Vol. 11 #46: Thursday, October 26, 2006
Calgary's News & Entertainment Weekly
FFWD Weekly
FILM
by SHAUN ENGLISH
True-life accounts of terror
Catch a Fire is a deserving political thriller in these trying times
>>REVIEW
CATCH A FIRE
STARRING Robert Hobbs, Derek Luke, Bonnie Henna and Tim Robbins
DIRECTED BY Phillip Noyce
Opens Friday, October 27
Check listings

Last week, George W. Bush signed into law a long politicized terrorism bill granting the U.S. government the authority to "interpret" the laws of the Geneva Convention, laws that prohibit the use of torture tactics in interrogating war combatants (meaning it’s not torture if they say it’s not). This week, activist Tim Robbins’s latest film Catch a Fire, in which he plays an over-zealous terrorist investigator with questionable morals, opens in theatres across North America. Strategic or not, there is no denying the timeliness of this film.
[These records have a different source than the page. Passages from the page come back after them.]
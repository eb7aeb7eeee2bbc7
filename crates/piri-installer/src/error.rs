use thiserror::Error;

#[derive(Debug, Error)]
pub enum InstallerError {
    #[error("host platform {host} is not the installer's target {target}")]
    PlatformUnsupported { host: String, target: String },
    #[error("no supported process-supervision system detected")]
    SupervisorMissing,
    #[error("insufficient privilege to install (not root and no elevation available)")]
    NotPrivileged,
    #[error("unit {0} is still active; stop it before installing")]
    UnitStillRunning(String),
    #[error("installation is not a managed installation: {0}")]
    NotManaged(String),
    #[error(transparent)]
    Fs(#[from] piri_fs::FsError),
    #[error(transparent)]
    Service(#[from] piri_service::ServiceError),
    #[error(transparent)]
    Remote(#[from] anyhow::Error),
    #[error(
        "restart failed after update and rollback to the previous version also failed to restart: update error: {update}; rollback error: {rollback}"
    )]
    RestartFailedAndRollbackFailed { update: String, rollback: String },
}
Aussie filmmaker Phillip Noyce (The Quiet American, Rabbit Proof Fence) follows up the success of his previous two films with another dramatization of sordid true events of the recent past. While shifting focus from the plight of the indigenous peoples of the Australian outback to the racial segregation of apartheid-era South Africa, Noyce’s spotlight holds steadfast on the injustices wrought by colonial oppression.

His latest effort follows the true-life accounts of a once-apolitical refinery worker and devoted family man turned freedom fighter. Derek Lute (Friday Night Lights) plays Patrick Chamusso, an unassuming and peace-loving father of two, obediently living under the apartheid regime of 1980’s South Africa. Intent on providing stability for his family, he dutifully goes about his days turning his back on the growing rebellious uprising and referring to all whites as "boss." Not until he is unjustly detained as a suspect in a terror attack on the oil refinery by anti-terror czar Nic Vos (Tim Robbins) and his family is brutalized, does Patrick commit himself to the cause, eventually attempting to follow through with the very crime he was falsely accused of.

The cinematography has a rich, polished look where a grainy and over-exposed colour palette might have better serviced the tone of desperation of this harsh African climate, and there is a voice-over that, at times, feels superfluous. What does propel this film are rounded characters and Philip Miller’s impassioned score that helps drive a narrative that seamlessly shifts gears from ominous drama to political thriller. As well, true credit is reserved for the impartial gaze of the lens cast upon the central characters of this highly charged story. Just as Noyce restrains himself from overtly lionizing Patrick, so too are we offered glimpses of confliction in Robbins’s otherwise heinous character.

Cinema has a long-standing tradition of romanticizing the past in a way that often feels cheap and manipulative, but I can’t think of another story more deserving of some tactful glorification.